1993 graduate Clare Keneko first visited Japan as an exchange student in 1994, falling in love with it so much that she decided to move there!

“I have no question that my education at Kolbe helped me attain one of the converted spots as only one in ten were accepted the year I went away!”

Clare said although she wasn’t an academic student, the teachers at the College always gave her the support she needed to improve her grades.

“The caring atmosphere between students and teachers is something I found unique.”

It is because of this, that Clare has decided to send her daughter from Japan to come study at Kolbe Catholic College this year.
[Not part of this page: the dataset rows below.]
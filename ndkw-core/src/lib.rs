//! # ndkw-core
//!
//! Platform-agnostic core of the NDKW recorder.
//!
//! Keeps a rolling history of one or more audio endpoints, snapshots it
//! without interrupting capture, and stores the result as a versioned
//! `.ndkw` session container. Platform backends (Windows WASAPI) implement
//! the `DeviceDirectory` and `CaptureProvider` traits.
//!
//! ## Architecture
//!
//! ```text
//! ndkw-core (this crate)
//! ├── traits/       ← CaptureProvider, DeviceDirectory
//! ├── models/       ← Device, WaveFormat, RecordSession, CaptureError, RecorderConfiguration
//! ├── processing/   ← RingCache, WAV header generation
//! ├── session/      ← CaptureSession, CaptureOrchestrator, EventHub
//! ├── codec/        ← .ndkw container encode/decode (versions 1 and 2)
//! ├── storage/      ← QueueDirectory, WaveFileWriter
//! └── mock          ← in-process backend for tests and hosts without one
//! ```

pub mod codec;
pub mod mock;
pub mod models;
pub mod processing;
pub mod session;
pub mod storage;
pub mod traits;

// Re-export key types at crate root for convenience.
pub use codec::{CodecError, SessionHeader};
pub use models::config::{CacheBackingKind, RecorderConfiguration};
pub use models::device::{Device, DeviceKind};
pub use models::error::CaptureError;
pub use models::format::{SampleEncoding, WaveFormat};
pub use models::session::{
    DeviceSession, DeviceSessionFile, QueueEntry, QueuedRecording, RecordSession, RecordSessionMetadata,
    SessionSnapshot,
};
pub use models::state::RecordingStatus;
pub use processing::ring_cache::{CacheBacking, RingCache};
pub use session::capture::CaptureSession;
pub use session::events::{EventHub, EventKind, Subscription};
pub use session::orchestrator::CaptureOrchestrator;
pub use storage::queue::QueueDirectory;
pub use traits::capture_provider::{CaptureCallback, CaptureProvider};
pub use traits::device_directory::{DeviceChangeCallback, DeviceDirectory};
After graduating from Kolbe and spending a year in Japan, Clare studied at a private hospitality school and gained entry into university from this.

She said her initial career goal was to be a music teacher but this quickly changed to work somewhere with an international company.
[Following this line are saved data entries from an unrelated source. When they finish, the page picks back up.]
use std::time::Duration;

use serde::{Deserialize, Serialize};

const NANOS_PER_SEC: u128 = 1_000_000_000;

/// Sample encoding carried in the WAV `fmt ` chunk.
#[derive(Debug, Clone, Copy, PartialEq, Eq, Serialize, Deserialize)]
#[serde(rename_all = "camelCase")]
pub enum SampleEncoding {
    Pcm,
    IeeeFloat,
}

impl SampleEncoding {
    /// WAVE format tag.
    pub fn format_tag(self) -> u16 {
        match self {
            Self::Pcm => 1,
            Self::IeeeFloat => 3,
        }
    }
}

/// Interleaved PCM layout delivered by a capture endpoint.
#[derive(Debug, Clone, Copy, PartialEq, Eq, Serialize, Deserialize)]
#[serde(rename_all = "camelCase")]
pub struct WaveFormat {
    pub sample_rate: u32,
    pub channels: u16,
    pub bits_per_sample: u16,
    pub encoding: SampleEncoding,
}

impl WaveFormat {
    pub fn pcm16(sample_rate: u32, channels: u16) -> Self {
        Self {
            sample_rate,
            channels,
            bits_per_sample: 16,
            encoding: SampleEncoding::Pcm,
        }
    }

    pub fn float32(sample_rate: u32, channels: u16) -> Self {
        Self {
            sample_rate,
            channels,
            bits_per_sample: 32,
            encoding: SampleEncoding::IeeeFloat,
        }
    }

    /// Bytes per interleaved frame.
    pub fn block_align(&self) -> u16 {
        self.channels * (self.bits_per_sample / 8)
    }

    pub fn bytes_per_second(&self) -> u64 {
        self.sample_rate as u64 * self.block_align() as u64
    }

    /// Playback time of `bytes` of audio in this format.
    pub fn duration_of(&self, bytes: u64) -> Duration {
        let rate = self.bytes_per_second() as u128;
        if rate == 0 {
            return Duration::ZERO;
        }
        let nanos = bytes as u128 * NANOS_PER_SEC / rate;
        Duration::from_nanos(nanos.min(u64::MAX as u128) as u64)
    }

    /// Bytes needed to hold `duration` of audio, rounded down to whole frames.
    pub fn bytes_for(&self, duration: Duration) -> u64 {
        let raw = duration.as_nanos() * self.bytes_per_second() as u128 / NANOS_PER_SEC;
        let block = self.block_align().max(1) as u128;
        ((raw / block) * block).min(u64::MAX as u128) as u64
    }

    /// Same format limited to `max_channels` channels.
    pub fn with_max_channels(&self, max_channels: u16) -> Self {
        Self {
            channels: self.channels.min(max_channels),
            ..*self
        }
    }

    pub fn validate(&self) -> Result<(), String> {
        if self.sample_rate == 0 {
            return Err("sample rate must be positive".into());
        }
        if self.channels == 0 {
            return Err("channel count must be positive".into());
        }
        match (self.encoding, self.bits_per_sample) {
            (SampleEncoding::Pcm, 8 | 16 | 24 | 32) | (SampleEncoding::IeeeFloat, 32 | 64) => Ok(()),
            (encoding, bits) => Err(format!("unsupported sample layout: {:?} {} bit", encoding, bits)),
        }
    }
}

#[cfg(test)]
mod tests {
    use super::*;
    use approx::assert_relative_eq;

    #[test]
    fn derived_rates() {
        let format = WaveFormat::pcm16(48000, 2);
        assert_eq!(format.block_align(), 4);
        assert_eq!(format.bytes_per_second(), 192_000);

        let float = WaveFormat::float32(44100, 2);
        assert_eq!(float.block_align(), 8);
        assert_eq!(float.bytes_per_second(), 352_800);
    }

    #[test]
    fn duration_of_bytes() {
        let format = WaveFormat::pcm16(48000, 2);
        assert_relative_eq!(format.duration_of(192_000).as_secs_f64(), 1.0);
        assert_relative_eq!(format.duration_of(48_000).as_secs_f64(), 0.25);
        assert_eq!(format.duration_of(0), Duration::ZERO);
    }

    #[test]
    fn bytes_for_rounds_to_whole_frames() {
        let format = WaveFormat::pcm16(48000, 2);
        assert_eq!(format.bytes_for(Duration::from_secs(10)), 1_920_000);

        let odd = WaveFormat::pcm16(44100, 1);
        let bytes = odd.bytes_for(Duration::from_micros(33));
        assert_eq!(bytes % 2, 0);
        assert_eq!(bytes, 2);
    }

    #[test]
    fn channel_limit() {
        let surround = WaveFormat::float32(48000, 6);
        assert_eq!(surround.with_max_channels(2).channels, 2);
        assert_eq!(WaveFormat::pcm16(48000, 1).with_max_channels(2).channels, 1);
    }

    #[test]
    fn validate_rejects_odd_layouts() {
        assert!(WaveFormat::pcm16(48000, 2).validate().is_ok());
        assert!(WaveFormat::pcm16(0, 2).validate().is_err());
        let bad = WaveFormat {
            bits_per_sample: 12,
            ..WaveFormat::pcm16(48000, 2)
        };
        assert!(bad.validate().is_err());
    }
}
“I studied a business degree at Edith Cowan University and graduated with a double major in international business and information systems.
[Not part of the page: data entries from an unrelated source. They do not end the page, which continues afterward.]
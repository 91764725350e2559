use std::fs::File;
use std::io::{self, Read, Seek, SeekFrom};
use std::path::PathBuf;
use std::time::Duration;

use chrono::{DateTime, TimeZone, Utc};
use serde::{Deserialize, Serialize};
use uuid::Uuid;

use super::device::Device;

/// Nanoseconds in one .NET-style tick, the duration unit of the container.
pub const NANOS_PER_TICK: u128 = 100;

/// Descriptor of a finalized capture run or snapshot.
#[derive(Debug, Clone, PartialEq, Eq, Serialize, Deserialize)]
#[serde(rename_all = "camelCase")]
pub struct RecordSessionMetadata {
    pub id: Uuid,
    pub created_at: DateTime<Utc>,
    #[serde(rename = "totalDurationSecs", with = "serde_secs")]
    pub total_duration: Duration,
    pub devices: Vec<Device>,
}

impl RecordSessionMetadata {
    /// Fresh metadata stamped with a new id and the current time.
    ///
    /// Time and duration are truncated to the precision the container stores
    /// (milliseconds and ticks), so a decoded copy compares equal.
    pub fn new(total_duration: Duration, devices: Vec<Device>) -> Self {
        Self {
            id: Uuid::new_v4(),
            created_at: truncate_to_millis(Utc::now()),
            total_duration: truncate_to_ticks(total_duration),
            devices,
        }
    }
}

pub fn truncate_to_millis(time: DateTime<Utc>) -> DateTime<Utc> {
    Utc.timestamp_millis_opt(time.timestamp_millis())
        .single()
        .unwrap_or(time)
}

pub fn truncate_to_ticks(duration: Duration) -> Duration {
    let ticks = duration.as_nanos() / NANOS_PER_TICK;
    Duration::from_nanos((ticks * NANOS_PER_TICK).min(u64::MAX as u128) as u64)
}

/// One device's payload: a complete WAV file.
#[derive(Debug, Clone, PartialEq, Eq)]
pub struct DeviceSession {
    pub device: Device,
    pub wave_data: Vec<u8>,
}

/// Complete in-memory result of a capture run.
///
/// `device_sessions` is ordered like `metadata.devices`.
#[derive(Debug, Clone, PartialEq, Eq)]
pub struct RecordSession {
    pub metadata: RecordSessionMetadata,
    pub device_sessions: Vec<DeviceSession>,
}

impl RecordSession {
    pub fn new(metadata: RecordSessionMetadata, device_sessions: Vec<DeviceSession>) -> Self {
        Self {
            metadata,
            device_sessions,
        }
    }

    /// Whether every device session lines up with the metadata device list.
    pub fn devices_match(&self) -> bool {
        self.metadata.devices.len() == self.device_sessions.len()
            && self
                .metadata
                .devices
                .iter()
                .zip(&self.device_sessions)
                .all(|(device, session)| *device == session.device)
    }
}

/// A device's WAV file produced by a snapshot, held as an open temp file.
#[derive(Debug)]
pub struct DeviceSessionFile {
    pub device: Device,
    pub file: File,
    pub length: u64,
}

impl DeviceSessionFile {
    pub fn rewind(&mut self) -> io::Result<()> {
        self.file.seek(SeekFrom::Start(0)).map(|_| ())
    }

    pub fn read_all(&mut self) -> io::Result<Vec<u8>> {
        self.rewind()?;
        let mut data = Vec::with_capacity(self.length as usize);
        (&mut self.file).take(self.length).read_to_end(&mut data)?;
        Ok(data)
    }
}

/// File-backed snapshot of a running recording.
///
/// Wave payloads stay on disk so the container can be streamed without
/// holding every device in memory.
#[derive(Debug)]
pub struct SessionSnapshot {
    pub metadata: RecordSessionMetadata,
    pub files: Vec<DeviceSessionFile>,
}

impl SessionSnapshot {
    pub fn data_lengths(&self) -> Vec<u64> {
        self.files.iter().map(|f| f.length).collect()
    }

    pub fn into_record_session(mut self) -> io::Result<RecordSession> {
        let mut device_sessions = Vec::with_capacity(self.files.len());
        for file in &mut self.files {
            device_sessions.push(DeviceSession {
                device: file.device.clone(),
                wave_data: file.read_all()?,
            });
        }
        Ok(RecordSession::new(self.metadata, device_sessions))
    }
}

/// A persisted session discovered in the queue directory.
#[derive(Debug, Clone, PartialEq, Eq, Serialize, Deserialize)]
#[serde(rename_all = "camelCase")]
pub struct QueueEntry {
    pub metadata: RecordSessionMetadata,
    pub file_path: PathBuf,
}

/// Result of adding the current recording to the queue.
#[derive(Debug, Clone, PartialEq, Eq, Serialize, Deserialize)]
#[serde(rename_all = "camelCase")]
pub struct QueuedRecording {
    pub metadata: RecordSessionMetadata,
    pub file_path: PathBuf,
    /// SHA-256 of the finished file, lowercase hex.
    pub checksum: String,
}

/// `Duration` as fractional seconds in JSON.
pub mod serde_secs {
    use std::time::Duration;

    use serde::{de::Error, Deserialize, Deserializer, Serializer};

    pub fn serialize<S: Serializer>(duration: &Duration, serializer: S) -> Result<S::Ok, S::Error> {
        serializer.serialize_f64(duration.as_secs_f64())
    }

    pub fn deserialize<'de, D: Deserializer<'de>>(deserializer: D) -> Result<Duration, D::Error> {
        let secs = f64::deserialize(deserializer)?;
        Duration::try_from_secs_f64(secs).map_err(D::Error::custom)
    }
}

#[cfg(test)]
mod tests {
    use super::*;
    use crate::models::device::DeviceKind;
    use approx::assert_relative_eq;

    #[test]
    fn new_metadata_is_truncated_to_container_precision() {
        let meta = RecordSessionMetadata::new(Duration::from_nanos(1_234_567), vec![]);
        assert_eq!(meta.total_duration, Duration::from_nanos(1_234_500));
        assert_eq!(meta.created_at.timestamp_subsec_nanos() % 1_000_000, 0);
    }

    #[test]
    fn metadata_json_uses_seconds() {
        let meta = RecordSessionMetadata {
            id: Uuid::nil(),
            created_at: Utc.timestamp_millis_opt(946_728_605_156).unwrap(),
            total_duration: Duration::from_millis(2500),
            devices: vec![Device::new("a", "Mic", DeviceKind::Input)],
        };
        let json = serde_json::to_value(&meta).unwrap();
        assert_relative_eq!(json["totalDurationSecs"].as_f64().unwrap(), 2.5);
        assert_eq!(json["createdAt"], "2000-01-01T12:10:05.156Z");

        let back: RecordSessionMetadata = serde_json::from_value(json).unwrap();
        assert_eq!(back, meta);
    }

    #[test]
    fn device_order_check() {
        let mic = Device::new("a", "Mic", DeviceKind::Input);
        let speakers = Device::new("b", "Speakers", DeviceKind::Output);
        let meta = RecordSessionMetadata::new(Duration::ZERO, vec![mic.clone(), speakers.clone()]);

        let ordered = RecordSession::new(
            meta.clone(),
            vec![
                DeviceSession { device: mic.clone(), wave_data: vec![] },
                DeviceSession { device: speakers.clone(), wave_data: vec![] },
            ],
        );
        assert!(ordered.devices_match());

        let swapped = RecordSession::new(
            meta,
            vec![
                DeviceSession { device: speakers, wave_data: vec![] },
                DeviceSession { device: mic, wave_data: vec![] },
            ],
        );
        assert!(!swapped.devices_match());
    }
}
“I had also just been accepted to the Japan Education Teaching program as an assistant English teacher, starting a month after my last day of university.”

Living with different host families made the big move to Japan a lot easier for Clare.

“I already knew that they sold toilet seat adapters so I could sit rather than squat, however my Japanese┬áreading ability was never too great, so my initial buying at the supermarket was more of deciphering pictures on cleaning products than reading anything!”

She said that Japan is very similar to back home in the sense that Japanese people are always willing to help out and she is very blessed to be living in a community where people help each other.

“When my husband and I needed help in the middle of the night, our neighbours came to the rescue.”

Clare said that while at Kolbe, her mother was always involved in the school and so she decided to follow in her footsteps and volunteer to be president of the PTA.

“Kolbe encouraged students to be involved to make a difference, and that has stayed with me.

“I started off not knowing anything about how to teach English to Japanese students, but over the years I perfected my own style of teaching.”

She said her focus when teaching her students is more on their communication and structure, rather than their mistakes.

“While happy to stay teaching elementary students, I was invited to teach at university which was another challenge but great personal motivation.

“After six months teaching I started my Master of Arts majoring in TEFL/ TES and I successfully completed my studies in March this year.

“I learnt that I could achieve something even in my forties!”